A partir de janeiro deste ano a revista “Ya” do jornal “El Mercurio”, a publicação feminina mais lida do Chile, deixou de usar fotoshop nas fotos de suas modelos. A jornalista Paula Escobar Chavarría explica. Usar o recurso era contrariar as reuniões de pauta: mostrar uma nova mulher livre, influente, autônoma, empreendedora. Que beleza seria essa sem curvas, sem rugas, sem marcas do tempo? Onde se encontram essas mulheres? Se não se pode comer nem envelhecer, qual liberdade e autonomia tem essa mulher?
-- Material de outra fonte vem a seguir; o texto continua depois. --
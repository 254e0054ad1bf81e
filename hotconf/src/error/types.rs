//! Primary error enum for loading, watching and binding configuration.

use std::error::Error;
use std::sync::Arc;
use std::time::Duration;

use camino::Utf8PathBuf;
use thiserror::Error;

/// Errors that can occur while aggregating or binding configuration.
#[derive(Debug, Error)]
#[non_exhaustive]
pub enum HotconfError {
    /// A source failed its initial load while the manager was being built.
    #[error("failed to load configuration source '{source_name}': {error}")]
    SourceLoad {
        /// Name reported by the failing source.
        source_name: String,
        /// Underlying failure reported by the source.
        #[source]
        error: Arc<HotconfError>,
    },

    /// A source could not start watching while the manager was being built.
    #[error("failed to watch configuration source '{source_name}': {error}")]
    SourceWatch {
        /// Name reported by the failing source.
        source_name: String,
        /// Underlying failure reported by the source.
        #[source]
        error: Arc<HotconfError>,
    },

    /// A bounded source operation did not finish in time.
    #[error("{operation} of configuration source '{source_name}' timed out after {after:?}")]
    Timeout {
        /// Name reported by the slow source.
        source_name: String,
        /// Operation that exceeded its budget (`load` or `reload`).
        operation: &'static str,
        /// Budget that was exceeded.
        after: Duration,
    },

    /// Error originating from a configuration file.
    #[error("configuration file error in '{path}': {error}")]
    File {
        /// Path that triggered the failure.
        path: Utf8PathBuf,
        /// Underlying I/O or parse error.
        #[source]
        error: Box<dyn Error + Send + Sync>,
    },

    /// Error reported by a remote store.
    #[error("remote configuration '{namespace}/{name}' failed: {error}")]
    Remote {
        /// Namespace holding the remote resource.
        namespace: String,
        /// Name of the remote resource.
        name: String,
        /// Underlying transport error.
        #[source]
        error: Box<dyn Error + Send + Sync>,
    },

    /// A source was configured with contradictory options.
    #[error("invalid options for configuration source '{source_name}': {message}")]
    InvalidOptions {
        /// Name of the misconfigured source.
        source_name: String,
        /// Human-readable explanation.
        message: String,
    },

    /// A snapshot value could not be coerced into a typed field.
    #[error("cannot bind '{value}' from key '{key}' into field '{field}': {reason}")]
    Bind {
        /// Dotted path of the failing field.
        field: String,
        /// Configuration key the value was read from.
        key: String,
        /// Raw value that failed to parse.
        value: String,
        /// Why the value was rejected.
        reason: String,
    },

    /// Failure reported by a custom [`Source`](crate::Source) implementation.
    #[error(transparent)]
    Custom(Box<dyn Error + Send + Sync>),
}
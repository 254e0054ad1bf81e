//! Environment variable source.

use std::sync::Arc;
use std::time::Duration;

use async_trait::async_trait;
use parking_lot::Mutex;
use tokio::sync::mpsc;
use tracing::{debug, info};

use crate::{HotconfError, HotconfResult, ShutdownSignal, Snapshot};

use super::{Source, UPDATE_CHANNEL_CAPACITY, Updates, idle_updates};

/// Options for [`EnvSource`].
#[derive(Clone, Debug, Default)]
pub struct EnvOptions {
    /// Only variables starting with this prefix are read; the prefix is
    /// stripped from the resulting key.
    pub prefix: Option<String>,
    /// Fold keys to lower case.
    pub lowercase: bool,
    /// Fold keys to upper case.
    pub uppercase: bool,
    /// Re-read the environment on this interval while watching.
    pub poll_interval: Option<Duration>,
}

impl EnvOptions {
    /// Restrict the source to variables starting with `prefix`.
    #[must_use]
    pub fn prefix(mut self, prefix: impl Into<String>) -> Self {
        self.prefix = Some(prefix.into());
        self
    }

    /// Fold keys to lower case.
    #[must_use]
    pub const fn lowercase(mut self) -> Self {
        self.lowercase = true;
        self
    }

    /// Fold keys to upper case.
    #[must_use]
    pub const fn uppercase(mut self) -> Self {
        self.uppercase = true;
        self
    }

    /// Poll the environment for changes while watching.
    #[must_use]
    pub const fn poll_interval(mut self, interval: Duration) -> Self {
        self.poll_interval = Some(interval);
        self
    }
}

/// Source reading the process environment.
///
/// # Examples
///
/// ```
/// use hotconf::{EnvOptions, EnvSource, Source};
///
/// let source = EnvSource::new(EnvOptions::default().prefix("APP_"));
/// assert_eq!(source.name(), "env:APP_");
/// ```
#[derive(Clone, Debug)]
pub struct EnvSource {
    options: EnvOptions,
    /// Variables returned by the latest successful `load`.
    loaded: Arc<Mutex<Option<Snapshot>>>,
}

impl EnvSource {
    /// Create a source with `options`.
    #[must_use]
    pub fn new(options: EnvOptions) -> Self {
        Self {
            options,
            loaded: Arc::new(Mutex::new(None)),
        }
    }

    /// Create a source reading every variable unchanged.
    #[must_use]
    pub fn raw() -> Self {
        Self::new(EnvOptions::default())
    }

    /// Create a source reading variables starting with `prefix`.
    #[must_use]
    pub fn prefixed(prefix: impl Into<String>) -> Self {
        Self::new(EnvOptions::default().prefix(prefix))
    }

    fn validate(&self) -> HotconfResult<()> {
        if self.options.lowercase && self.options.uppercase {
            return Err(HotconfError::invalid_options(
                self.name(),
                "lowercase and uppercase are mutually exclusive",
            ));
        }
        Ok(())
    }

    /// Map a variable name to a snapshot key, or `None` when filtered out.
    fn key_for(&self, name: &str) -> Option<String> {
        let stripped = match self.options.prefix.as_deref() {
            Some(prefix) => name.strip_prefix(prefix).filter(|rest| !rest.is_empty())?,
            None => name,
        };
        let key = if self.options.lowercase {
            stripped.to_lowercase()
        } else if self.options.uppercase {
            stripped.to_uppercase()
        } else {
            stripped.to_owned()
        };
        Some(key)
    }

    fn read(&self) -> Snapshot {
        std::env::vars_os()
            .filter_map(|(os_name, os_value)| {
                let name = os_name.into_string().ok()?;
                let value = os_value.into_string().ok()?;
                Some((self.key_for(&name)?, value))
            })
            .collect()
    }
}

#[async_trait]
impl Source for EnvSource {
    fn name(&self) -> String {
        match self.options.prefix.as_deref() {
            Some(prefix) => format!("env:{prefix}"),
            None => String::from("env"),
        }
    }

    async fn load(&self) -> HotconfResult<Snapshot> {
        self.validate()?;
        let snapshot = self.read();
        *self.loaded.lock() = Some(snapshot.clone());
        Ok(snapshot)
    }

    async fn watch(&self, signal: ShutdownSignal) -> HotconfResult<Updates> {
        self.validate()?;
        let Some(interval) = self.options.poll_interval else {
            return Ok(idle_updates(signal));
        };

        // Compare against what the manager loaded, not the environment at
        // watch time, so changes in between are still reported.
        let seen = self.loaded.lock().clone();
        let mut last = seen.unwrap_or_else(|| self.read());

        let (tx, rx) = mpsc::channel(UPDATE_CHANNEL_CAPACITY);
        let source = self.clone();
        let name = self.name();
        tokio::spawn(async move {
            let mut ticker = tokio::time::interval(interval);
            ticker.tick().await;
            info!(source = %name, ?interval, "polling environment");
            loop {
                tokio::select! {
                    () = signal.cancelled() => break,
                    _ = ticker.tick() => {
                        let current = source.read();
                        if current == last {
                            continue;
                        }
                        debug!(source = %name, "environment changed");
                        last = current.clone();
                        if tx.send(current).await.is_err() {
                            break;
                        }
                    }
                }
            }
            debug!(source = %name, "environment watch stopped");
        });
        Ok(rx)
    }
}
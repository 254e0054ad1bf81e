//! Shared test fixtures for integration tests.
//!
//! [`ScriptedSource`] is a [`Source`] whose load results, delays and pushed
//! updates are driven by the test through a [`ScriptHandle`].

#![allow(
    dead_code,
    reason = "each integration test binary uses a different subset of helpers"
)]

use std::io;
use std::sync::Arc;
use std::time::Duration;

use async_trait::async_trait;
use hotconf::{
    HotconfResult, HotconfResultExt, Manager, ShutdownSignal, Snapshot, Source,
    UPDATE_CHANNEL_CAPACITY, Updates,
};
use parking_lot::Mutex;
use tokio::sync::mpsc;

/// Build a snapshot from literal pairs.
pub fn snap(pairs: &[(&str, &str)]) -> Snapshot {
    pairs.iter().copied().collect()
}

#[derive(Default)]
struct Script {
    snapshot: Snapshot,
    load_error: Option<String>,
    load_delay: Option<Duration>,
    watch_error: Option<String>,
    loads: usize,
    sender: Option<mpsc::Sender<Snapshot>>,
}

/// Test double implementing [`Source`].
pub struct ScriptedSource {
    name: String,
    script: Arc<Mutex<Script>>,
}

/// Controls a [`ScriptedSource`] after it has been handed to a manager.
#[derive(Clone)]
pub struct ScriptHandle {
    script: Arc<Mutex<Script>>,
}

impl ScriptedSource {
    /// Source named `name` whose loads return `initial`.
    pub fn new(name: &str, initial: Snapshot) -> (Self, ScriptHandle) {
        let script = Arc::new(Mutex::new(Script {
            snapshot: initial,
            ..Script::default()
        }));
        let handle = ScriptHandle {
            script: Arc::clone(&script),
        };
        (
            Self {
                name: name.to_owned(),
                script,
            },
            handle,
        )
    }
}

impl ScriptHandle {
    /// Replace the backing state and push it to the watcher.
    ///
    /// Returns `false` when nothing is watching any more.
    pub async fn push(&self, snapshot: Snapshot) -> bool {
        let sender = {
            let mut script = self.script.lock();
            script.snapshot = snapshot.clone();
            script.sender.clone()
        };
        match sender {
            Some(tx) => tx.send(snapshot).await.is_ok(),
            None => false,
        }
    }

    /// Replace the backing state without notifying the watcher.
    pub fn set(&self, snapshot: Snapshot) {
        self.script.lock().snapshot = snapshot;
    }

    /// Make every subsequent load fail with `message`.
    pub fn fail_loads(&self, message: &str) {
        self.script.lock().load_error = Some(message.to_owned());
    }

    /// Delay every subsequent load by `delay`.
    pub fn stall_loads(&self, delay: Duration) {
        self.script.lock().load_delay = Some(delay);
    }

    /// Let subsequent loads complete immediately again.
    ///
    /// Loads already sleeping keep their delay.
    pub fn resume_loads(&self) {
        self.script.lock().load_delay = None;
    }

    /// Make `watch` fail with `message`.
    pub fn fail_watch(&self, message: &str) {
        self.script.lock().watch_error = Some(message.to_owned());
    }

    /// Number of completed or attempted loads.
    pub fn loads(&self) -> usize {
        self.script.lock().loads
    }

    /// Indicates whether a watcher currently holds the update channel.
    pub fn is_watched(&self) -> bool {
        self.script
            .lock()
            .sender
            .as_ref()
            .is_some_and(|tx| !tx.is_closed())
    }
}

#[async_trait]
impl Source for ScriptedSource {
    fn name(&self) -> String {
        self.name.clone()
    }

    async fn load(&self) -> HotconfResult<Snapshot> {
        let (delay, outcome) = {
            let mut script = self.script.lock();
            script.loads += 1;
            let outcome = match &script.load_error {
                Some(message) => {
                    Err::<Snapshot, _>(io::Error::other(message.clone())).into_hotconf()
                }
                None => Ok(script.snapshot.clone()),
            };
            (script.load_delay, outcome)
        };
        if let Some(delay) = delay {
            tokio::time::sleep(delay).await;
        }
        outcome
    }

    async fn watch(&self, signal: ShutdownSignal) -> HotconfResult<Updates> {
        if let Some(message) = self.script.lock().watch_error.clone() {
            return Err::<Updates, _>(io::Error::other(message)).into_hotconf();
        }
        let (tx, rx) = mpsc::channel(UPDATE_CHANNEL_CAPACITY);
        self.script.lock().sender = Some(tx);
        let script = Arc::clone(&self.script);
        tokio::spawn(async move {
            signal.cancelled().await;
            script.lock().sender = None;
        });
        Ok(rx)
    }
}

/// Sleep in small steps until `manager` has published `generation`.
///
/// Returns `false` when `limit` elapses first.
pub async fn wait_for_generation(manager: &Manager, generation: u64, limit: Duration) -> bool {
    let deadline = tokio::time::Instant::now() + limit;
    while manager.generation() < generation {
        if tokio::time::Instant::now() >= deadline {
            return false;
        }
        tokio::time::sleep(Duration::from_millis(5)).await;
    }
    true
}

/// Let spawned delivery tasks run.
pub async fn settle() {
    tokio::time::sleep(Duration::from_millis(50)).await;
}
//! Multi-source, hot-reloading configuration for long-running services.
//!
//! A [`Manager`] aggregates key/value [`Snapshot`]s from an ordered list of
//! [`Source`]s (environment variables, files, remote stores or custom
//! providers), merges them with later sources taking precedence, and keeps
//! the merged view current as sources change. Consumers read values, bind
//! them onto typed structs with `#[derive(Bind)]`, or subscribe to updates.
//!
//! ```no_run
//! use std::time::Duration;
//! use hotconf::{Bind, EnvSource, FileOptions, FileSource, Manager, Shutdown};
//!
//! #[derive(Debug, Default, Bind)]
//! struct Settings {
//!     #[bind(key = "SERVICE_NAME", default = "orders")]
//!     service_name: String,
//!     #[bind(key = "REQUEST_TIMEOUT", default = "5s")]
//!     request_timeout: Duration,
//! }
//!
//! # async fn run() -> hotconf::HotconfResult<()> {
//! let shutdown = Shutdown::new();
//! let manager = Manager::builder()
//!     .source(FileSource::new(FileOptions::new("service.toml").watch(true)))
//!     .source(EnvSource::raw())
//!     .build(shutdown.signal())
//!     .await?;
//!
//! let settings: Settings = manager.bind()?;
//! let subscription = manager.on_bind(|settings: Settings| {
//!     tracing::info!(timeout = ?settings.request_timeout, "settings reloaded");
//! });
//! # let _ = settings;
//! subscription.unsubscribe();
//! shutdown.trigger();
//! # Ok(())
//! # }
//! ```
//!
//! The derive macro lives in the companion `hotconf_macros` crate and is
//! re-exported here.

extern crate self as hotconf;

pub use hotconf_macros::Bind;

mod bind;
mod error;
mod manager;
mod merge;
mod result_ext;
mod shutdown;
mod snapshot;
mod source;

use std::sync::Arc;

pub use bind::{Bind, FromConfigValue, bind_from, parse_duration, resolve};
#[doc(hidden)]
pub use bind::bind_leaf;
pub use error::HotconfError;
pub use manager::{
    Callback, DEFAULT_DEBOUNCE, DEFAULT_LOAD_TIMEOUT, DEFAULT_RELOAD_TIMEOUT, Manager,
    ManagerBuilder, RemergeStrategy, Subscription, WatchFailurePolicy,
};
pub use merge::merge_snapshots;
pub use result_ext::HotconfResultExt;
pub use shutdown::{Shutdown, ShutdownSignal};
pub use snapshot::Snapshot;
pub use source::{
    EnvOptions, EnvSource, FileFormat, FileOptions, FileSource, MemoryStore, RemoteEvent,
    RemoteOptions, RemoteSource, RemoteStore, Source, UPDATE_CHANNEL_CAPACITY, Updates,
    idle_updates,
};

/// Result alias used throughout the crate.
///
/// Errors are shared so that a single failure can be logged, wrapped and
/// returned without cloning its source chain.
pub type HotconfResult<T> = Result<T, Arc<HotconfError>>;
Não conheço outro veículo de comunicação com essa coragem. Mas a trilha foi aberta. E não só para as mulheres. Os homens também começam a se dar conta de que a mulher que procuram não existe. Convencidos desta verdade bíblica, podem se acertar melhor com as mulheres verdadeiras.
Mulheres de revistas não possuem conteúdo. São como poemas de pura forma.
Mulheres de revistas não possuem história. São puro presente.
Mulheres de revistas são apenas superfície. Não há nada além da pele.
Mulheres de revistas, como bolhas de sabão, explodem quando as páginas se fecham.
O problema é que mulheres de revista adoecem as mulheres de verdade. Elas fecham as revistas e procuram imediatamente o espelho. Tingem os cabelos, gastam milhões em cremes. Deixam de comer. Fazem cirurgias e muitas morrem por isso. Espicham a pele. Continuam muito distante das revistas.
As mulheres de revistas também adoecem os homens. Eles fecham as revistas e saem à rua procurando a mulher imaginada. Quando não acham na rua, procuram na praça da aldeia. Depois, saem da aldeia para o mundo. Do mundo ao universo e às galáxias distantes. Trocam tanto de mulher e dormem infelizes ao lado de uma boneca inflável. Ou procuram mulheres em boates para fazer sexo à meia luz.
O desejo das mulheres pela mulher inexistente faz delas eternas insatisfeitas. Se apossam de neuroses como se fosse maquiagem para sua bolsa.
O desejo dos homens pela mulher inexistente faz deles homens inexistentes. Parecem cachorros procurando caçar sua sombra. Ou um Dom Quixote procurando a casa do horizonte.
Affonso Romano de Sant' Anna, em seu longevo amor com Marina Colasanti, entendeu e poemou:
“Estou amando tuas rugas, mulher. Algumas vi surgir, outras aprofundei.
Olho tuas rugas. Compartilho-as, narciso exposto no teu rosto.
Ponho os óculos para melhor ver tua pele
as minhas/ tuas marcas.
Sei que também me lês quando nas manhãs percebes
em minha face o estranho texto que restou do sonho.
O que gastou, somou.
Essas rugas são sulcos
onde aramos a messe do possível amor.”
O exemplo chileno desafia as revistas brasileiras. A mulher inexistente nunca conhecerá o amor. Seres da imaginação até podem ser objetos de um desejo, mas nunca serão sujeitos do amor.